In the end, it comes down to finding a little project and you have to figure stuff for yourself on the way. My hope is that this write-up saves you some time with technicalities.
My python setups are different between my mac and my windows machine — on windows I am largely limited by the python version that ESRI imposes with Arc10. On my mac, there is no such thing. The link between ArcGIS and me is still existent from my M.Sc. work. A side project back then was to build a calibration tool that is not only based on point measurements. Instead, the goal was to get the general hydraulic head surface in the two main aquifers reasonably right. Back then I delved into VBA, and it worked. Back then we were using Arc 8.0, and the inclusion of python in Arc was just starting (and numpy either didn’t exist or I didn’t know about it). I am still not very happy with the implementation of python in ArcGIS, but it is one of the reason, why I keep 2.x versions around. A current ESRI view is expressed here and in these pdf slides
There are several python versions out there. The big distinction is between versions 2.x and 3.x. Obviously, 3.x is newer, but a lot of packages (“modules”) are compatible to 3.x yet. Hence, I would suggest, for now, to stick with 2.x — currently, I use 2.7.3. on the mac and 2.6.x on windows
Where do I get the installer from?
Python is open source, and basically, you can get an installer right from the python homepage. Probably, this is a smart way to do. Even smarter it would probably be to download the source and compile it directly on your machine. But, we are no computer scientists. Plus you will need a few more packages (“modules”), despite the fact that python comes with “batteries included“, i.e. a lot of powerful possibilities within the standard library (the “pure” version that you can install from python.org).
To facilitate, there are a few people/organisations who provide packaged “python distributions”, which are updated in certain intervals. However, if you always want the bleeding edge version of a module, you can’t go that path.
I use the “Enthought Python Distribution” (EPD) on the mac, which is free for educational use. On windows, a good way to go is probably pythonxy. Other options on the mac include the Scipy Superpack or a combination of homebrew and pypi installs.
Installation with ESRI Arc10
I found that this hack works for me. It is based on information that I collected on various webpages (sorry for lack of reference here). I am sure there are other/better solutions. Please let me know! 😉
- install ArcGIS 10 WITHOUT python (unfortunately, this could mean to de-install it first completely)

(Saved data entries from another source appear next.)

//! First-order Gaussian error propagation.
//!
//! A [`SecondaryValue`] couples a formula with default bindings and nested
//! dependencies. Calling it with [`Bindings`] yields an [`Estimate`]: the
//! value followed by one propagated error per independent error channel.
//! - Partial derivatives are prepared once, at construction
//! - Values and errors may be scalars or equal-length arrays
//! - Dependencies are evaluated recursively unless the caller overrides them

pub mod types;
pub mod error;
pub mod prepare;
pub mod secondary;
mod evaluator;


pub use types::{Binding, Bindings, DependencyResult, DependencyResults, Estimate, SymbolTree, Value};
pub use error::{PropagationError, PropagationResult};
pub use prepare::{FormulaSource, PreparedFormula};
pub use secondary::{SecondaryValue, SecondaryValueBuilder};
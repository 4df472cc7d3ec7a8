//! Bottom-up algebraic simplification.
//!
//! Only rewrites that are exact for finite inputs: constant folding,
//! neutral/absorbing elements and sign normalisation. Function calls on
//! constants are kept symbolic so rendered formulas stay readable.

use super::{BinaryOperator, Expr, UnaryOperator};

pub fn simplify(expr: &Expr) -> Expr {
    match expr {
        Expr::Number(_) | Expr::Symbol(_) => expr.clone(),

        Expr::UnaryOp {
            op: UnaryOperator::Neg,
            operand,
        } => negate(simplify(operand)),

        Expr::FnCall { function, arg } => Expr::call(*function, simplify(arg)),

        Expr::BinaryOp { op, left, right } => {
            let left = simplify(left);
            let right = simplify(right);

            if let (Some(l), Some(r)) = (left.as_number(), right.as_number()) {
                let folded = op.apply(l, r);
                if folded.is_finite() {
                    return Expr::Number(folded);
                }
            }

            match op {
                BinaryOperator::Add => simplify_add(left, right),
                BinaryOperator::Sub => simplify_sub(left, right),
                BinaryOperator::Mul => simplify_mul(left, right),
                BinaryOperator::Div => simplify_div(left, right),
                BinaryOperator::Pow => simplify_pow(left, right),
            }
        }
    }
}

fn is_number(expr: &Expr, value: f64) -> bool {
    expr.as_number() == Some(value)
}

fn negate(expr: Expr) -> Expr {
    match expr {
        Expr::Number(n) => Expr::Number(-n),
        Expr::UnaryOp {
            op: UnaryOperator::Neg,
            operand,
        } => *operand,
        other => Expr::neg(other),
    }
}

/// Split a leading negation off an expression, if any.
fn strip_negation(expr: Expr) -> Result<Expr, Expr> {
    match expr {
        Expr::UnaryOp {
            op: UnaryOperator::Neg,
            operand,
        } => Ok(*operand),
        Expr::Number(n) if n < 0.0 => Ok(Expr::Number(-n)),
        other => Err(other),
    }
}

fn simplify_add(left: Expr, right: Expr) -> Expr {
    if is_number(&left, 0.0) {
        return right;
    }
    if is_number(&right, 0.0) {
        return left;
    }
    match strip_negation(right) {
        Ok(positive) => Expr::sub(left, positive),
        Err(right) => Expr::add(left, right),
    }
}

fn simplify_sub(left: Expr, right: Expr) -> Expr {
    if is_number(&right, 0.0) {
        return left;
    }
    if is_number(&left, 0.0) {
        return negate(right);
    }
    if left == right {
        return Expr::Number(0.0);
    }
    match strip_negation(right) {
        Ok(positive) => Expr::add(left, positive),
        Err(right) => Expr::sub(left, right),
    }
}

fn simplify_mul(left: Expr, right: Expr) -> Expr {
    if is_number(&left, 0.0) || is_number(&right, 0.0) {
        return Expr::Number(0.0);
    }
    if is_number(&left, 1.0) {
        return right;
    }
    if is_number(&right, 1.0) {
        return left;
    }
    if is_number(&left, -1.0) {
        return negate(right);
    }
    if is_number(&right, -1.0) {
        return negate(left);
    }

    // Keep numeric factors in front: x*2 -> 2*x, 2*(3*x) -> 6*x
    match (left, right) {
        (left, Expr::Number(n)) if left.as_number().is_none() => {
            simplify_mul(Expr::Number(n), left)
        }
        (
            Expr::Number(n),
            Expr::BinaryOp {
                op: BinaryOperator::Mul,
                left: inner_left,
                right: inner_right,
            },
        ) => match *inner_left {
            Expr::Number(m) => simplify_mul(Expr::Number(n * m), *inner_right),
            inner_left => Expr::mul(Expr::Number(n), Expr::mul(inner_left, *inner_right)),
        },
        (Expr::UnaryOp { operand, .. }, right) => negate(simplify_mul(*operand, right)),
        (left, Expr::UnaryOp { operand, .. }) => negate(simplify_mul(left, *operand)),
        (left, right) => Expr::mul(left, right),
    }
}

fn simplify_div(left: Expr, right: Expr) -> Expr {
    if is_number(&right, 1.0) {
        return left;
    }
    if is_number(&left, 0.0) && !is_number(&right, 0.0) {
        return Expr::Number(0.0);
    }
    Expr::div(left, right)
}

fn simplify_pow(base: Expr, exponent: Expr) -> Expr {
    if is_number(&exponent, 1.0) {
        return base;
    }
    if is_number(&exponent, 0.0) || is_number(&base, 1.0) {
        return Expr::Number(1.0);
    }
    Expr::pow(base, exponent)
}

- install python(xy) 22.214.171.124 in C:\python26 (download)
create a file that is called Desktop10.pth, and put the following three lines (ASCII) into that file:
C:\Program Files (x86)\ArcGIS\Desktop10.0\bin
C:\Program Files (x86)\ArcGIS\Desktop10.0\arcpy
C:\Program Files (x86)\ArcGIS\Desktop10.0\ArcToolbox\Script
copy that file into the directory C:\python26
Where to write code (IDEs)
- Numpy: numerical library (“numerical python”): read from files directly into arrays, matrix algebra, basic stats — this is so awesome and so much fun! This page will be your best friend!
- Scipy: the sister of numpy — “scientific python”: all kinds of goodness: optimizers, fft, all kinds of statistics, image processing
- matplotlib: make awesome plots straight out of python (similar to matlab); somewhat limited still to 2D, even if 3D is possible
- pandas: if you ever have to deal with data that has time stamps – use pandas!
- basemap: In the last little while I have dealt mostly with rasters, and it is quite easily possible to display them in matplotlib using the command “imshow”. For more advanced mapping related stuff, basemap might be an option (check out their gallery)
There are many, many more. And you can write your own packages (such as copyla)
Where to start
I think the best starting point is the python tutorial. After this I would go to the scipy/numpy/matplotlib “lecture notes“. Andy Terrel has put together a good resource page, but I think it is a bit advanced.
There are many books. Generally, I read through parts of I think all the o’reilly ones, and I can recommend them, even if I don’t own any. I do own the one by John Zelle, which I enjoy, but it covers general computer science concepts, using python, but it is not really ideal to learn python. Geoff has one of the Langtangen books, which are all very good. Generally, there is so much information available online, that I find books become more and more obsolete.